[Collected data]
==============================

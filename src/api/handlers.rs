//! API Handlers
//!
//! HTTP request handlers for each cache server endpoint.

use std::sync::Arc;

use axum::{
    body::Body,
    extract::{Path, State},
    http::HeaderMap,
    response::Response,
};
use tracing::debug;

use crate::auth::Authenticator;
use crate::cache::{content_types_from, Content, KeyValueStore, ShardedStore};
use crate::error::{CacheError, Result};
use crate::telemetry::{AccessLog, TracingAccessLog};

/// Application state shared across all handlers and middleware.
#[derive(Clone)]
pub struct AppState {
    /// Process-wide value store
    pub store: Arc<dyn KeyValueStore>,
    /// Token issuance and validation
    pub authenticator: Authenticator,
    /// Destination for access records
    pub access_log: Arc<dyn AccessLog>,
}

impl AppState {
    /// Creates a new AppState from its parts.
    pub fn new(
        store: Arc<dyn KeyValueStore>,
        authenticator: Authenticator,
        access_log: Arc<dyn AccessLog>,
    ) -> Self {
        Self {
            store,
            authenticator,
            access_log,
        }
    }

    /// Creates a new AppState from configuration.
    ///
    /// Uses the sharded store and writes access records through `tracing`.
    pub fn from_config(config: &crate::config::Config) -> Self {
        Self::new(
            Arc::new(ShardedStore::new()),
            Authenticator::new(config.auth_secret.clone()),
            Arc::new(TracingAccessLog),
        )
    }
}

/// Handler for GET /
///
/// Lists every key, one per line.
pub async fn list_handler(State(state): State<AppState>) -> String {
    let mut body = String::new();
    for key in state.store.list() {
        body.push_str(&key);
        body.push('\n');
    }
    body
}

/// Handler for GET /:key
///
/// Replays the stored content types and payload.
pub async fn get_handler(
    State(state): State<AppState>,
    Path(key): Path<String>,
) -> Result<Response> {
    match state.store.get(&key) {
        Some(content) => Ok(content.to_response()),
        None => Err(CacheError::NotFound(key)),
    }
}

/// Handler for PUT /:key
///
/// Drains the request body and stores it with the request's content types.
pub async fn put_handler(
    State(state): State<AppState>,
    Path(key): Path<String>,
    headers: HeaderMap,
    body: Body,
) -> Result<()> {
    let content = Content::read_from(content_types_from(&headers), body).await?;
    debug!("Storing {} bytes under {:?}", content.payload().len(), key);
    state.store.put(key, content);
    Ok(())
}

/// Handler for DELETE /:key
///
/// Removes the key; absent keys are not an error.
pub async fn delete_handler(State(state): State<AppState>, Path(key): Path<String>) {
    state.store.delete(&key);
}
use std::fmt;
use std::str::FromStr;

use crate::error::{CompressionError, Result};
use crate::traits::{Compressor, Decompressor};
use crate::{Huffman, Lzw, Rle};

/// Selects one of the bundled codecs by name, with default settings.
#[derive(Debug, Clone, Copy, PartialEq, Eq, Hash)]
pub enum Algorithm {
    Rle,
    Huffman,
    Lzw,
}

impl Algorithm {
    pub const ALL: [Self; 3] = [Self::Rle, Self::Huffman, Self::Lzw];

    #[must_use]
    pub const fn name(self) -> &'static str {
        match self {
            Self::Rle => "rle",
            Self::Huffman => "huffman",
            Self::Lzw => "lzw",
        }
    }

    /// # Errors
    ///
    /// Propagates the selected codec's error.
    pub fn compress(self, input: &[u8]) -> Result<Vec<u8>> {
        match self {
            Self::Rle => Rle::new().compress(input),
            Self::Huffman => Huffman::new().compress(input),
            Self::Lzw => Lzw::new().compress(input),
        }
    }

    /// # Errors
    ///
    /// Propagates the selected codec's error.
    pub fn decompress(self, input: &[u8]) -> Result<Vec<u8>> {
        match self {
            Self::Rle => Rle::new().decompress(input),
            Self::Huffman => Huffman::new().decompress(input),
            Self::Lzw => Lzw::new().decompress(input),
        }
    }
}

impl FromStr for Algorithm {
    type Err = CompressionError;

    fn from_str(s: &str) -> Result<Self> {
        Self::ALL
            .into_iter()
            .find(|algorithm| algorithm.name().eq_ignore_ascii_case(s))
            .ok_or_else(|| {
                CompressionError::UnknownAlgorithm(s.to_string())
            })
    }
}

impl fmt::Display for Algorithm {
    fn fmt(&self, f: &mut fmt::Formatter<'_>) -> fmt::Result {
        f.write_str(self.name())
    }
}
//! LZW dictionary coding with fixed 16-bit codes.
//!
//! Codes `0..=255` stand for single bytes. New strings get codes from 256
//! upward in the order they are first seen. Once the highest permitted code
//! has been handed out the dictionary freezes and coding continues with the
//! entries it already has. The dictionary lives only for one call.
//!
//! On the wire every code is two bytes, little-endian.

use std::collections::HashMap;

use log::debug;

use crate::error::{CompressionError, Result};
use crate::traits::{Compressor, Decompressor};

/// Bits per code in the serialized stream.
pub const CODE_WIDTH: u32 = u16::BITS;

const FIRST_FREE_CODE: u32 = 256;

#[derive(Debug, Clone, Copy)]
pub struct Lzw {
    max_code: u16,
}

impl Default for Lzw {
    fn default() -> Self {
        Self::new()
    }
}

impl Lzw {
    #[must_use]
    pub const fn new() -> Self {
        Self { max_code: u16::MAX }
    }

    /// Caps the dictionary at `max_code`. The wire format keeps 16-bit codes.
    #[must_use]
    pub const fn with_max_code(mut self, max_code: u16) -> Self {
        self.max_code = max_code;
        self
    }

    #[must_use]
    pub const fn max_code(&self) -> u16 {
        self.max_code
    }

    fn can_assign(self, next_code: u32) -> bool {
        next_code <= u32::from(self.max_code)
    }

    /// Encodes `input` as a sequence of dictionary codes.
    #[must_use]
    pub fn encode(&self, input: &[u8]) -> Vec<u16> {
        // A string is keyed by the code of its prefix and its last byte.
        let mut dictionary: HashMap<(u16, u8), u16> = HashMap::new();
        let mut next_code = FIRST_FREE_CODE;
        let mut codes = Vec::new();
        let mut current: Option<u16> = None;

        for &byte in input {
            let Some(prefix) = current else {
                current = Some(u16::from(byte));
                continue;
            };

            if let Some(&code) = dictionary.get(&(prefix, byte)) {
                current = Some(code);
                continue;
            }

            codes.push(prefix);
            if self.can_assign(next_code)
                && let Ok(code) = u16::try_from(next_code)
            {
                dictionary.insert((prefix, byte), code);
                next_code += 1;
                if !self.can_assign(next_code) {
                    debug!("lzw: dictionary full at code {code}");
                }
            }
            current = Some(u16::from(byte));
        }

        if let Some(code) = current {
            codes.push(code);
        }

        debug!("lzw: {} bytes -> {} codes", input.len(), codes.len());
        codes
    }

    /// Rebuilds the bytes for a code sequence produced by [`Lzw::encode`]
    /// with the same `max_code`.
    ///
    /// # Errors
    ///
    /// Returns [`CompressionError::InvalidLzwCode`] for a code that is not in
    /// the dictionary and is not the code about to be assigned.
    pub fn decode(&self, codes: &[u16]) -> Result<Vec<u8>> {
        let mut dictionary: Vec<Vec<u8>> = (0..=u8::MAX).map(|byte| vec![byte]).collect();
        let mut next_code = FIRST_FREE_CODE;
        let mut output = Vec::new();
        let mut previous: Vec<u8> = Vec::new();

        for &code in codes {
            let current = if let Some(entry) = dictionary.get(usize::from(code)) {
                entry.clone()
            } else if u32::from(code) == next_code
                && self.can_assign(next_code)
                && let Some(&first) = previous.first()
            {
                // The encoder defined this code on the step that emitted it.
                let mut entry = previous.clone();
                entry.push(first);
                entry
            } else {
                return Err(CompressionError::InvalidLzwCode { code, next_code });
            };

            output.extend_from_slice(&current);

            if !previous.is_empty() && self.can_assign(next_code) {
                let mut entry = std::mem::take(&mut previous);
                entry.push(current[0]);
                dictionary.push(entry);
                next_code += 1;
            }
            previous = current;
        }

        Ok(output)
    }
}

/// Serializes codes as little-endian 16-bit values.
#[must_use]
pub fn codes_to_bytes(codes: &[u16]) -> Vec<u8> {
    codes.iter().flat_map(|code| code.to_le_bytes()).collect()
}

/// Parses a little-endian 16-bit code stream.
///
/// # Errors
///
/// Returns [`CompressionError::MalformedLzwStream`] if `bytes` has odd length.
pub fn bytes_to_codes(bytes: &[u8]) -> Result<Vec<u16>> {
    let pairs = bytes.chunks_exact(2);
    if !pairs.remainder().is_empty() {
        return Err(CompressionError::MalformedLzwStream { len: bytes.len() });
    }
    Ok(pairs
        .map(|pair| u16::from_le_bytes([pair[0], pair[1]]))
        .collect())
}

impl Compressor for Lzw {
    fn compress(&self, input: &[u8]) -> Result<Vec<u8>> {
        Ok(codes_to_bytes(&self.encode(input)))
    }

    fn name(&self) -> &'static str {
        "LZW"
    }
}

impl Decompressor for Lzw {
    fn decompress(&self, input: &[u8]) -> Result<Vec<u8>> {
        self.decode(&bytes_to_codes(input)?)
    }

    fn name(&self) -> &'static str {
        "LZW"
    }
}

==============================

In the entries above, find the line holding "body.push_str(&key);" and the line holding "not an error."; print both of them and every line between, exactly, and nothing else.

        body.push_str(&key);
        body.push('\n');
    }
    body
}

/// Handler for GET /:key
///
/// Replays the stored content types and payload.
pub async fn get_handler(
    State(state): State<AppState>,
    Path(key): Path<String>,
) -> Result<Response> {
    match state.store.get(&key) {
        Some(content) => Ok(content.to_response()),
        None => Err(CacheError::NotFound(key)),
    }
}

/// Handler for PUT /:key
///
/// Drains the request body and stores it with the request's content types.
pub async fn put_handler(
    State(state): State<AppState>,
    Path(key): Path<String>,
    headers: HeaderMap,
    body: Body,
) -> Result<()> {
    let content = Content::read_from(content_types_from(&headers), body).await?;
    debug!("Storing {} bytes under {:?}", content.payload().len(), key);
    state.store.put(key, content);
    Ok(())
}

/// Handler for DELETE /:key
///
/// Removes the key; absent keys are not an error.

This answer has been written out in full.